Queries that feel clinically tone-deaf create resentment. Providers start viewing concurrent coders as bureaucrats who don’t understand clinical reality.
The Volume Insensitivity
Your concurrent program has quotas. Coders need to review 40 charts per day. Each chart takes 15 minutes. If 30% of charts need queries, that’s 12 queries per day per coder.
You have five coders. That’s 60 queries daily or 300 per week going to your provider network.
From the coding team’s perspective, this is just meeting productivity targets.
From the provider network’s perspective, this is 300 interruptions per week demanding unpaid work.
When you’re measured on charts reviewed, you optimize for chart volume. When providers are measured on patient care, they optimize for clinical time. These goals conflict.
Concurrent programs that survive long-term recognize this conflict and throttle their own productivity to maintain sustainable provider burden levels. They review fewer charts, but maintain the provider relationships that make concurrent coding possible.
The Specialty Disconnect
Your concurrent program applies the same query standards across all specialties. Endocrinologists get the same diabetes complication queries as primary care physicians.
But endocrinologists document diabetes complications in much greater detail naturally. They don’t need prompting. The queries feel unnecessary and insulting.
Meanwhile, orthopedic surgeons rarely document diabetes complications because they’re focused on surgical issues. The queries feel irrelevant to their specialty.
One-size-fits-all concurrent programs generate high volumes of low-value queries for many specialists. This creates specialty-specific resentment.
The Competing Priority Clash
Your concurrent query asks Dr. Lee to document CHF severity more completely. This is important for risk adjustment.
Dr.
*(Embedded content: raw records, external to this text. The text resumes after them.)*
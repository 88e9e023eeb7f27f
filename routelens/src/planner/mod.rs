//! Route request coordination.
//!
//! [`RoutePlanner`] is the single coordination point between the place
//! selector, the route backend, the overlay renderer, the selection
//! state machine and the directions provider. It is passed explicitly to
//! whoever needs it; there are no ambient globals. The planner mutates
//! shared state, renderers only read it.
//!
//! # Staleness
//!
//! Result application is last-request-wins. Every `find_route` call
//! bumps a request generation before suspending; when the backend
//! answers, the result is applied only if no newer request has started
//! in the meantime. A superseded resolution, success or failure, is
//! discarded entirely: no overlay render, no selection change, no error
//! surfaced.

use std::sync::atomic::{AtomicU64, Ordering};
use std::sync::Arc;

use parking_lot::Mutex;
use tracing::{debug, info, warn};

use crate::backend::RouteBackend;
use crate::config::PlannerConfig;
use crate::directions::{build_request, DetailedDirections, DirectionsProvider};
use crate::error::RouteError;
use crate::map::MapSurface;
use crate::overlay::OverlayRenderer;
use crate::place::Place;
use crate::route::RouteCandidateSet;
use crate::selection::SelectionState;

/// How a `find_route` invocation ended.
#[derive(Debug, Clone, Copy, PartialEq, Eq)]
pub enum FetchOutcome {
    /// The result was applied: overlays rendered, selection updated.
    Applied,
    /// A newer request superseded this one; its result was discarded.
    Superseded,
}

/// How a `select_candidate` invocation ended.
#[derive(Debug, Clone, PartialEq)]
pub enum SelectionOutcome {
    /// Directions were fetched and applied to the current set.
    Applied(DetailedDirections),
    /// A newer fetch replaced the candidate set while the directions
    /// request was in flight; the steps were discarded.
    Superseded,
}

/// State owned by the planner and read by renderers.
struct PlannerState {
    renderer: OverlayRenderer,
    selection: SelectionState,
    current: Option<RouteCandidateSet>,
    origin: Option<Place>,
    destination: Option<Place>,
    directions: Option<DetailedDirections>,
}

/// Coordinates route comparison requests against staleness and drives
/// the overlay renderer and selection state machine.
pub struct RoutePlanner<B, D> {
    backend: B,
    directions_provider: D,
    state: Mutex<PlannerState>,
    generation: AtomicU64,
}

impl<B, D> RoutePlanner<B, D>
where
    B: RouteBackend,
    D: DirectionsProvider,
{
    /// Create a planner drawing onto the given surface.
    ///
    /// Positions the viewport at the configured default center, matching
    /// the map's initial state before any route exists.
    pub fn new(
        backend: B,
        directions_provider: D,
        surface: Arc<dyn MapSurface>,
        config: &PlannerConfig,
    ) -> Self {
        surface.pan_zoom(config.default_center, config.default_zoom);
        Self {
            backend,
            directions_provider,
            state: Mutex::new(PlannerState {
                renderer: OverlayRenderer::new(surface),
                selection: SelectionState::None,
                current: None,
                origin: None,
                destination: None,
                directions: None,
            }),
            generation: AtomicU64::new(0),
        }
    }

    /// Request route candidates for an origin/destination pair.
    ///
    /// Fails fast with [`RouteError::MissingSelection`] when either
    /// place lacks a resolved coordinate; no state is touched and no
    /// network call is made. Otherwise clears all rendered state, issues
    /// exactly one backend request and, unless superseded, renders the
    /// candidate set and adopts the backend's pick.
    pub async fn find_route(
        &self,
        origin: &Place,
        destination: &Place,
    ) -> Result<FetchOutcome, RouteError> {
        let start = origin.coordinate.ok_or(RouteError::MissingSelection)?;
        let end = destination.coordinate.ok_or(RouteError::MissingSelection)?;

        let token = self.generation.fetch_add(1, Ordering::SeqCst) + 1;
        {
            let mut state = self.state.lock();
            state.renderer.clear();
            state.selection.reset();
            state.current = None;
            state.directions = None;
            state.origin = Some(origin.clone());
            state.destination = Some(destination.clone());
        }
        info!(origin = %origin, destination = %destination, "Finding routes");

        let result = self.backend.find_routes(start, end).await;

        // Staleness is decided under the state lock: a newer request
        // bumps the generation before it mutates, so checking outside
        // the lock could let a stale render slip in between the check
        // and the mutation.
        let mut state = self.state.lock();
        if self.generation.load(Ordering::SeqCst) != token {
            debug!(token, "Discarding superseded route response");
            return Ok(FetchOutcome::Superseded);
        }

        let set = result?;
        state.renderer.render(&set);
        match set.chosen() {
            Ok(chosen) => state.selection.backend_chosen(chosen.id.clone()),
            Err(err) => {
                // Malformed pick: render stands, nothing is emphasized
                warn!(%err, "Backend pick unusable");
                state.selection.reset();
            }
        }
        let selection = state.selection.clone();
        state.renderer.restyle(&selection);
        info!(
            candidates = set.len(),
            selection = %selection,
            "Route candidates rendered"
        );
        state.current = Some(set);
        Ok(FetchOutcome::Applied)
    }

    /// Pick a candidate and fetch its detailed turn-by-turn steps.
    ///
    /// The selection transition happens immediately and is not rolled
    /// back: if the directions provider fails, the pick stands, the
    /// overlays stay as rendered and only a directions-specific error is
    /// returned. On success the selected overlay's geometry is replaced
    /// with the provider's rendering; all other overlays remain visible
    /// and de-emphasized.
    ///
    /// When a newer `find_route` replaces the candidate set before the
    /// directions arrive, the steps belong to nothing on screen and are
    /// reported as [`SelectionOutcome::Superseded`] rather than handed
    /// to the caller.
    pub async fn select_candidate(&self, id: &str) -> Result<SelectionOutcome, RouteError> {
        let token = self.generation.load(Ordering::SeqCst);
        let (candidate, origin, destination) = {
            let mut state = self.state.lock();
            let set = state
                .current
                .as_ref()
                .ok_or(RouteError::MissingSelection)?;
            let candidate = set
                .candidate(id)
                .ok_or_else(|| RouteError::MalformedCandidateSet(id.to_string()))?
                .clone();
            let origin = state.origin.clone().ok_or(RouteError::MissingSelection)?;
            let destination = state
                .destination
                .clone()
                .ok_or(RouteError::MissingSelection)?;

            // The pick is synchronous; steps arrive later or not at all
            state.selection.user_selected(id);
            let selection = state.selection.clone();
            state.renderer.restyle(&selection);
            (candidate, origin, destination)
        };
        info!(candidate = id, "Candidate selected");

        let request = build_request(&candidate, &origin, &destination)?;
        debug!(waypoints = request.waypoints.len(), "Reconstructing directions");
        let directions = self.directions_provider.route(&request).await?;

        let mut state = self.state.lock();
        if self.generation.load(Ordering::SeqCst) != token {
            // A newer find_route already cleared this set
            debug!("Discarding directions for superseded candidate set");
            return Ok(SelectionOutcome::Superseded);
        }
        state.renderer.replace_path(&candidate.id, &directions.path);
        state.directions = Some(directions.clone());
        info!(steps = directions.steps.len(), "Directions ready");
        Ok(SelectionOutcome::Applied(directions))
    }

    /// The most recent applied candidate set, if any.
    pub fn current_set(&self) -> Option<RouteCandidateSet> {
        self.state.lock().current.clone()
    }

    /// Current selection state.
    pub fn selection(&self) -> SelectionState {
        self.state.lock().selection.clone()
    }

    /// Turn-by-turn steps for the current selection, if fetched.
    pub fn directions(&self) -> Option<DetailedDirections> {
        self.state.lock().directions.clone()
    }

    /// Number of live overlays on the surface.
    pub fn overlay_count(&self) -> usize {
        self.state.lock().renderer.overlay_count()
    }
}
Lee is simultaneously being asked by quality programs to improve diabetes A1C testing rates, by utilization review to justify imaging orders, and by care management to complete medication reconciliation forms.
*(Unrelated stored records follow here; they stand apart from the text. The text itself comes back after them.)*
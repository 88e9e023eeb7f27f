//! CLI error type.

use routelens::RouteError;
use thiserror::Error;

/// Errors surfaced by the command-line interface.
#[derive(Debug, Error)]
pub enum CliError {
    /// Invalid command-line input.
    #[error("{0}")]
    Input(String),

    /// Configuration problem.
    #[error("{0}")]
    Config(String),

    /// Failure from the route planning core.
    #[error("{0}")]
    Route(#[from] RouteError),
}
All of these are framed as important. None compensate for the time required. Dr. Lee has to choose which administrative requests to prioritize.
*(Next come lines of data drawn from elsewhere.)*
//! Map rendering capability abstraction.
//!
//! The core never talks to a concrete map widget. It drives a
//! [`MapSurface`] trait object, which keeps the overlay and tracking
//! logic testable and lets embedders plug in whatever rendering surface
//! they have (a browser map, a GL view, or nothing at all).
//!
//! # Ownership
//!
//! The surface is shared between the overlay renderer and the live
//! position tracker. Each owns the drawable ids it created and must never
//! remove a drawable created by the other; the surface itself does not
//! police this.

use std::sync::atomic::{AtomicU64, Ordering};

use crate::coord::{GeoBounds, LatLon};

/// Handle to a drawn path overlay. Owned by whoever created it.
#[derive(Debug, Clone, Copy, PartialEq, Eq, Hash)]
pub struct OverlayId(pub u64);

/// Handle to a point marker. Owned by whoever created it.
#[derive(Debug, Clone, Copy, PartialEq, Eq, Hash)]
pub struct MarkerId(pub u64);

/// Visual styling for a path overlay.
#[derive(Debug, Clone, Copy, PartialEq)]
pub struct OverlayStyle {
    /// Stroke color as a CSS hex string.
    pub color: &'static str,
    /// Stroke weight in pixels.
    pub weight: u32,
    /// Stroke opacity, 0.0 to 1.0.
    pub opacity: f64,
    /// Stacking order; higher draws on top.
    pub z_index: i32,
}

/// Drawing operations the core requires from a map widget.
///
/// Implementations use interior mutability; the surface is shared as
/// `Arc<dyn MapSurface>` across renderers. All methods are synchronous:
/// map mutations happen on the event thread, only network I/O suspends.
pub trait MapSurface: Send + Sync {
    /// Draw a path overlay and return its handle.
    fn add_path(&self, path: &[LatLon], style: OverlayStyle) -> OverlayId;

    /// Replace the geometry of an existing overlay.
    fn set_path(&self, id: OverlayId, path: &[LatLon]);

    /// Restyle an existing overlay.
    fn set_style(&self, id: OverlayId, style: OverlayStyle);

    /// Remove a path overlay.
    fn remove_overlay(&self, id: OverlayId);

    /// Adjust the viewport to contain the given region.
    fn fit_bounds(&self, bounds: GeoBounds);

    /// Place a point marker and return its handle.
    fn add_marker(&self, at: LatLon) -> MarkerId;

    /// Move an existing marker.
    fn move_marker(&self, id: MarkerId, at: LatLon);

    /// Remove a marker.
    fn remove_marker(&self, id: MarkerId);

    /// Center the viewport on a point at the given zoom level.
    fn pan_zoom(&self, center: LatLon, zoom: u8);
}

/// A surface that draws nothing but hands out valid handles.
///
/// Used by the CLI and by embedders that want the planning logic without
/// a rendering target.
#[derive(Debug, Default)]
pub struct HeadlessSurface {
    next_id: AtomicU64,
}

impl HeadlessSurface {
    /// Create a new headless surface.
    pub fn new() -> Self {
        Self::default()
    }

    fn next(&self) -> u64 {
        self.next_id.fetch_add(1, Ordering::Relaxed)
    }
}

impl MapSurface for HeadlessSurface {
    fn add_path(&self, _path: &[LatLon], _style: OverlayStyle) -> OverlayId {
        OverlayId(self.next())
    }

    fn set_path(&self, _id: OverlayId, _path: &[LatLon]) {}

    fn set_style(&self, _id: OverlayId, _style: OverlayStyle) {}

    fn remove_overlay(&self, _id: OverlayId) {}

    fn fit_bounds(&self, _bounds: GeoBounds) {}

    fn add_marker(&self, _at: LatLon) -> MarkerId {
        MarkerId(self.next())
    }

    fn move_marker(&self, _id: MarkerId, _at: LatLon) {}

    fn remove_marker(&self, _id: MarkerId) {}

    fn pan_zoom(&self, _center: LatLon, _zoom: u8) {}
}


#[cfg(test)]
mod tests {
    use super::testing::{RecordingSurface, SurfaceEvent};
    use super::*;

    #[test]
    fn test_headless_surface_hands_out_distinct_ids() {
        let surface = HeadlessSurface::new();
        let a = surface.add_path(&[], style());
        let b = surface.add_path(&[], style());
        assert_ne!(a, b);
    }

    #[test]
    fn test_recording_surface_tracks_live_overlays() {
        let surface = RecordingSurface::new();
        let a = surface.add_path(&[LatLon::new(0.0, 0.0)], style());
        let b = surface.add_path(&[LatLon::new(1.0, 1.0)], style());
        assert_eq!(surface.live_overlay_count(), 2);

        surface.remove_overlay(a);
        assert_eq!(surface.live_overlay_count(), 1);
        assert!(surface.live_overlays().contains_key(&b));
    }

    #[test]
    fn test_recording_surface_preserves_call_order() {
        let surface = RecordingSurface::new();
        let id = surface.add_path(&[], style());
        surface.remove_overlay(id);

        let events = surface.events();
        assert!(matches!(events[0], SurfaceEvent::AddPath(..)));
        assert!(matches!(events[1], SurfaceEvent::RemoveOverlay(..)));
    }

    fn style() -> OverlayStyle {
        OverlayStyle {
            color: "#00FF00",
            weight: 3,
            opacity: 0.8,
            z_index: 1,
        }
    }
}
Risk adjustment queries frequently lose because they’re perceived as revenue-focused rather than patient-focused. Providers prioritize quality metrics and care coordination over coding optimization.
Concurrent programs that position queries as administrative revenue work get deprioritized. Concurrent programs that position queries as improving clinical documentation for care coordination get better engagement.
The Attribution Confusion
Dr. Patel receives concurrent queries about her patients. But 40% of those patients aren’t actually her patients. They saw Dr. Patel once for urgent care but their primary care is elsewhere.
Dr. Patel is being asked to complete documentation for patients she’s not managing longitudinally. She doesn’t have the clinical context. She doesn’t feel responsibility for their ongoing risk adjustment coding.
Concurrent programs that don’t filter for meaningful provider-patient relationships generate queries that providers view as misdirected administrative noise.
What Actually Works
Maintaining provider relationships in concurrent coding requires treating provider burden as seriously as coding productivity.
Track total administrative burden providers face from all sources, not just your queries. Monitor query tone over time and reset to collaborative language regularly. Add clinical context to queries showing understanding of encounter complexity. Throttle query volume to sustainable levels even if it means lower productivity. Customize query types and frequency by specialty. Frame queries in terms of care quality, not revenue optimization. Filter queries to only reach providers with meaningful patient relationships.
The concurrent coding programs with the best long-term results aren’t the ones with the highest query volumes. They’re the ones providers still willingly engage with after two years because the program maintained relationship health while improving documentation.